23rd and 26th Mayor of Cheyenne, Wyoming
- In office 1905–1906
- Preceded by: Moses Patrick Keefe
- Succeeded by: P. S. Cook
- In office 1913–1914
- Preceded by: L. R. Bresnahan
- Succeeded by: R. N. La Fontaine

Personal details
- Born: April 18, 1856 Hinsdale, Massachusetts, U.S.
- Died: October 27, 1933 (aged 77) Cheyenne, Wyoming, U.S.
- Resting place: Lakeview Cemetery, Cheyenne, Wyoming, U.S.
- Party: Democratic
- Parents: Bartholomew Gill (father); Mary Dwyer (mother);
- Education: Connecticut Literary Institution

= Daniel Webster Gill =

American politician

Daniel Webster Gill (April 18, 1856 – October 27, 1933) was an American politician who served as the 23rd and 26th Mayor of Cheyenne, Wyoming and in the Wyoming Senate as a Democrat.

==Early life==

Daniel Webster Gill was born on April 18, 1856, in Hinsdale, Massachusetts to Bartholomew Gill and Mary Dwyer. He graduated from the Connecticut Literary Institution and being a clerk in Springfield, Massachusetts.
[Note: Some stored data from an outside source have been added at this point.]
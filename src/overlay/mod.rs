//! Overlay compositing: captions, logo, and tagline burned into frames.

mod compositor;
mod frames;
mod text;

pub use compositor::{Compositor, TempLogo};
pub use frames::{FrameDecoder, FrameEncoder};
pub use text::load_font;
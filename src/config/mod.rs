//! Configuration loading, saving, and settings types.

mod manager;
mod settings;

pub use manager::{ConfigError, ConfigManager, ConfigResult};
pub use settings::{
    ConfigSection, ExtractSettings, FetchSettings, LoggingSettings, OverlaySettings, PathSettings,
    Settings,
};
In 1883, he moved to the Wyoming Territory and became a clerk for the Secretary of the Territory for six years. In 1890, he became involved in selling real estate in Cheyenne.

==Career==

He served as mayor of Cheyenne from 1903 to 1904, and again from 1913 to 1914. From 1915 to 1919, he served in the Wyoming Senate. In 1904, he was appointed as the United States commissioner for the Cheyenne district and held the position until his death.

==Later life==

He died at a hospital in Cheyenne, Wyoming on October 27, 1933.